From an early age, I picked up from the environment the importance of looking acceptable on the outside in order to be included. Most of us have conditioning in this area, right?  All of us, really;  how could we not, or else we would probably all be wearing pjs or even going about naked based on what feels good to us.  I’ve lived in some places where the outside appearance was more important than other places.  Perhaps these environments of my earlier days reflected my own understanding in these areas as well.  I was shaped by (or reflected in) some strongly conforming environments and some strongly class-conscious spaces.

A really great outfit is a relative thing. One might judge a great outfit to wear based on comfort and craftsmanship. One might also judge a great outfit to be what others will perceive as cool or as pricey. These examples are just a few options on a whole spectrum of variety in the land of belief in a personal self looking for practicality,  comfort,  value,  reflecting group think, class systems, sub culture, in short, all relating to separation.  The clothing of Adam and Eve suddenly becomes a myth in my mind today with a practical fallout in apparel all beginning with a misperception of separation.

Oh goodness, what a long way to get to a little anecdote from life recently.  A momentary flicker across the screen of self, but interesting to me nonetheless, so much so that I find myself writing much more than I would have imagined about this micro-moment in my day.

My friend invited me out to explore a plot of land that she and her husband have purchased with several others to develop for themselves. It was a beautiful day and so fun to explore unkempt land full of tall trees and birds and mushrooms. A horse farms on one side brought the sounds of an excited braying horse.  My friend’s dog Shelby is 14 and not doing well, so she was not able to come with us, but I got to pet her before and after our adventure into the woods.

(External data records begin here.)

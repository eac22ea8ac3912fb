/// Instruction template for document question answering.
/// Placeholders: {question}, {context}
pub const ANSWER_PROMPT_TEMPLATE: &str = "\
You are an assistant for question-answering tasks. \
Use the following pieces of retrieved context to answer the question. \
If you don't know the answer, just say that you don't know. \
Use three sentences maximum and keep the answer concise.
Question: {question}
Context: {context}
Answer:";

/// Separator placed between retrieved chunks when building the context.
pub const CONTEXT_SEPARATOR: &str = "\n\n";
//! Document Chunking
//!
//! Splits already-extracted plain text into overlapping fixed-size windows.
//! Sizes and offsets are counted in characters, so a window never cuts a UTF-8 sequence.

use serde::{Deserialize, Serialize};
use thiserror::Error;

#[derive(Error, Debug, PartialEq, Eq)]
pub enum ChunkerError {
    #[error("chunk_size must be greater than 0")]
    ZeroChunkSize,
    #[error("overlap ({overlap}) must be smaller than chunk_size ({chunk_size})")]
    OverlapTooLarge { chunk_size: usize, overlap: usize },
}

/// A contiguous slice of a session's source document.
#[derive(Debug, Clone, PartialEq, Eq, Serialize, Deserialize)]
pub struct Chunk {
    pub text: String,
    /// Character position of the first character in the source text
    pub source_offset: usize,
    pub session_id: String,
}

/// Fixed-window chunker. Parameters are validated once, at construction.
#[derive(Debug, Clone, Copy, PartialEq, Eq)]
pub struct Chunker {
    chunk_size: usize,
    overlap: usize,
}

impl Chunker {
    pub fn new(chunk_size: usize, overlap: usize) -> Result<Self, ChunkerError> {
        if chunk_size == 0 {
            return Err(ChunkerError::ZeroChunkSize);
        }
        if overlap >= chunk_size {
            return Err(ChunkerError::OverlapTooLarge {
                chunk_size,
                overlap,
            });
        }
        Ok(Self {
            chunk_size,
            overlap,
        })
    }

    pub fn chunk_size(&self) -> usize {
        self.chunk_size
    }

    pub fn overlap(&self) -> usize {
        self.overlap
    }

    /// Splits `text` into windows of `chunk_size` characters, each starting
    /// `chunk_size - overlap` characters after the previous one.
    /// Empty text yields no chunks.
    pub fn split(&self, text: &str, session_id: &str) -> Vec<Chunk> {
        // Byte offset of every char boundary, plus the end of the string.
        let boundaries: Vec<usize> = text
            .char_indices()
            .map(|(i, _)| i)
            .chain(std::iter::once(text.len()))
            .collect();
        let char_len = boundaries.len() - 1;

        let step = self.chunk_size - self.overlap;
        let mut chunks = Vec::new();
        let mut start = 0usize;

        while start < char_len {
            let end = (start + self.chunk_size).min(char_len);
            chunks.push(Chunk {
                text: text[boundaries[start]..boundaries[end]].to_string(),
                source_offset: start,
                session_id: session_id.to_string(),
            });
            if end == char_len {
                break;
            }
            start += step;
        }

        chunks
    }
}
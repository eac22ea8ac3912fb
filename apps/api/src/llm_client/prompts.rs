// Shared prompt-building utilities.
// Each service that needs generation defines its own prompts.rs alongside it.

/// Renders a `{placeholder}` template in a single pass, so substituted values are never
/// themselves expanded. Unknown placeholders are left untouched.
pub fn render(template: &str, values: &[(&str, &str)]) -> String {
    let mut out = String::with_capacity(template.len());
    let mut rest = template;

    while let Some(open) = rest.find('{') {
        out.push_str(&rest[..open]);
        let after = &rest[open + 1..];
        let Some(close) = after.find('}') else {
            out.push_str(&rest[open..]);
            return out;
        };

        let key = &after[..close];
        match values.iter().find(|(k, _)| *k == key) {
            Some((_, value)) => out.push_str(value),
            None => {
                out.push('{');
                out.push_str(key);
                out.push('}');
            }
        }
        rest = &after[close + 1..];
    }

    out.push_str(rest);
    out
}
//! Session-scoped vector storage.
//!
//! `VectorIndex` is the seam between the pipeline and the nearest-neighbour structure.
//! `FlatIndex` is the default backend: a brute-force scan, fine for the chunk counts of a
//! single document. A tree or graph index can be dropped in behind the same trait.

use std::cmp::Ordering;
use std::fmt;
use std::str::FromStr;

use serde::{Deserialize, Serialize};

use crate::rag::chunker::Chunk;
use crate::rag::errors::RagError;

pub type Vector = Vec<f32>;

/// Distance used to rank stored vectors against a query. Smaller is closer.
#[derive(Debug, Clone, Copy, PartialEq, Eq, Serialize, Deserialize, Default)]
#[serde(rename_all = "snake_case")]
pub enum DistanceMetric {
    /// L2 distance
    #[default]
    Euclidean,
    /// 1 - cosine similarity
    Cosine,
}

impl DistanceMetric {
    pub fn distance(&self, a: &[f32], b: &[f32]) -> f32 {
        match self {
            DistanceMetric::Euclidean => euclidean_distance(a, b),
            DistanceMetric::Cosine => 1.0 - cosine_similarity(a, b),
        }
    }
}

impl FromStr for DistanceMetric {
    type Err = String;

    fn from_str(s: &str) -> Result<Self, Self::Err> {
        match s.to_ascii_lowercase().as_str() {
            "euclidean" | "l2" => Ok(DistanceMetric::Euclidean),
            "cosine" => Ok(DistanceMetric::Cosine),
            other => Err(format!(
                "unknown distance metric '{other}' (expected 'euclidean' or 'cosine')"
            )),
        }
    }
}

impl fmt::Display for DistanceMetric {
    fn fmt(&self, f: &mut fmt::Formatter<'_>) -> fmt::Result {
        match self {
            DistanceMetric::Euclidean => f.write_str("euclidean"),
            DistanceMetric::Cosine => f.write_str("cosine"),
        }
    }
}

pub fn euclidean_distance(a: &[f32], b: &[f32]) -> f32 {
    a.iter()
        .zip(b.iter())
        .map(|(x, y)| (x - y).powi(2))
        .sum::<f32>()
        .sqrt()
}

/// Cosine similarity in [-1, 1]. Zero-magnitude inputs score 0.
pub fn cosine_similarity(a: &[f32], b: &[f32]) -> f32 {
    let dot: f32 = a.iter().zip(b.iter()).map(|(x, y)| x * y).sum();
    let norm_a = a.iter().map(|x| x * x).sum::<f32>().sqrt();
    let norm_b = b.iter().map(|x| x * x).sum::<f32>().sqrt();

    if norm_a == 0.0 || norm_b == 0.0 {
        0.0
    } else {
        dot / (norm_a * norm_b)
    }
}

/// One ranked search result.
#[derive(Debug, Clone, PartialEq, Serialize)]
pub struct SearchHit {
    pub chunk: Chunk,
    pub distance: f32,
}

/// Append-only nearest-neighbour index for one session.
pub trait VectorIndex: Send + Sync {
    /// Established dimensionality, `None` until the first successful `add`.
    fn dimension(&self) -> Option<usize>;

    fn len(&self) -> usize;

    fn is_empty(&self) -> bool {
        self.len() == 0
    }

    /// Appends all entries or none of them.
    fn add(&mut self, entries: Vec<(Vector, Chunk)>) -> Result<(), RagError>;

    /// Up to `k` entries ordered by non-decreasing distance; ties keep insertion order.
    fn search(&self, query: &[f32], k: usize) -> Result<Vec<SearchHit>, RagError>;
}

/// Brute-force index: every query scans every stored vector.
#[derive(Debug, Default)]
pub struct FlatIndex {
    metric: DistanceMetric,
    dimension: Option<usize>,
    vectors: Vec<Vector>,
    chunks: Vec<Chunk>,
}

impl FlatIndex {
    pub fn new(metric: DistanceMetric) -> Self {
        Self {
            metric,
            ..Self::default()
        }
    }
}

impl VectorIndex for FlatIndex {
    fn dimension(&self) -> Option<usize> {
        self.dimension
    }

    fn len(&self) -> usize {
        self.vectors.len()
    }

    fn add(&mut self, entries: Vec<(Vector, Chunk)>) -> Result<(), RagError> {
        let Some((first, _)) = entries.first() else {
            return Ok(());
        };
        let expected = self.dimension.unwrap_or(first.len());

        // Validate the whole batch before mutating anything
        for (position, (vector, _)) in entries.iter().enumerate() {
            if vector.len() != expected {
                return Err(RagError::DimensionMismatch {
                    expected,
                    actual: vector.len(),
                });
            }
            if vector.iter().any(|v| !v.is_finite()) {
                return Err(RagError::NonFiniteVector { position });
            }
        }

        self.dimension = Some(expected);
        self.vectors.reserve(entries.len());
        self.chunks.reserve(entries.len());
        for (vector, chunk) in entries {
            self.vectors.push(vector);
            self.chunks.push(chunk);
        }
        Ok(())
    }

    fn search(&self, query: &[f32], k: usize) -> Result<Vec<SearchHit>, RagError> {
        let Some(dimension) = self.dimension else {
            return Ok(Vec::new());
        };
        if query.len() != dimension {
            return Err(RagError::DimensionMismatch {
                expected: dimension,
                actual: query.len(),
            });
        }
        if query.iter().any(|v| !v.is_finite()) {
            return Err(RagError::NonFiniteVector { position: 0 });
        }
        if k == 0 {
            return Ok(Vec::new());
        }

        let mut scored: Vec<(usize, f32)> = self
            .vectors
            .iter()
            .enumerate()
            .map(|(i, v)| (i, self.metric.distance(query, v)))
            .collect();

        // sort_by is stable, so equal distances stay in insertion order
        scored.sort_by(|a, b| a.1.partial_cmp(&b.1).unwrap_or(Ordering::Equal));
        scored.truncate(k);

        Ok(scored
            .into_iter()
            .map(|(i, distance)| SearchHit {
                chunk: self.chunks[i].clone(),
                distance,
            })
            .collect())
    }
}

On my way home from the visit, I stopped by Lowe’s for some paint I needed for a project. As I made my way through the store, I had several friendly interactions with people who work there, but on an aisle in the back of the store, an elegant gentleman looked me over in a way I haven’t experienced in a long time.  He looked me up and down as if to say with his face and eyes that I was not up to his standards, in dress, as I took it mean.  I felt a moment of my old conditioning come back; first I felt a shame, then a sort of prideful turn around occurred in my head to myself, saying “Well, I’m just at Lowe’s – I’m sure these clothes are perfectly fine for this errand.”  I had a momentary feeling of being a SELF who needed defending against the casual look of a stranger.  It wasn’t until a few aisles down that I took a look at myself and I laughed (audibly:).

This is how I looked. Because of petting Shelby so vigorously, my black clothes were covered in white dog hair.  Then because we had tromped through the woods without a trail, I was covered in seeds and weeds and brambles.  In short, I was a bit of a mess. The amazing thing was not that one man had noticed my state of disarray, but that no one else had made me aware of this fact in the least.  How beautiful that my friend and the workers and the shoppers had not given me any disapproval whatsoever.  From my earlier experiences in the posh posh tisk tisk environments of some times of my lives, I now was able to flow in the world unselfconsciously and to be met with the blind acceptance. Lowe’s as a full-length mirror of then and now.

I hope your day is full of unselfconscious joy, dog hair and woodsy remains!

good will

21 May

My back seat was full yesterday, and when a small window of time opened up,  I crawled amongst the beach traffic to a Goodwill drop-off point.   When I pulled up, the worker was standing ready to help me with the boxes. On top of one box was a skirt that has made it through all my many moves the past 10 years.  It was a beauty, rich fall colors, a mix of fabrics.  Time to say goodbye, but my hand couldn’t help but fondle it one last time before I picked up the box to hand it to the man waiting in the drop-off.

May the next owner of that skirt be well.  May the skirt live the next phase of its life with joy.

“How are you doing, today?” I asked the man, present.

He told me as we shifted these boxes to his arms that he was not doing so well.

I asked him why this was and he said that “it started out okay but…” and his voice faded out, so I added into the words unsaid, “Then all hell broke loose?” and this made him laugh.

“Yes,” he said.

More boxes, more shifting of weight from my car to his arms.

“I hope you are able to resolve your trouble” I said as I waited for my receipt.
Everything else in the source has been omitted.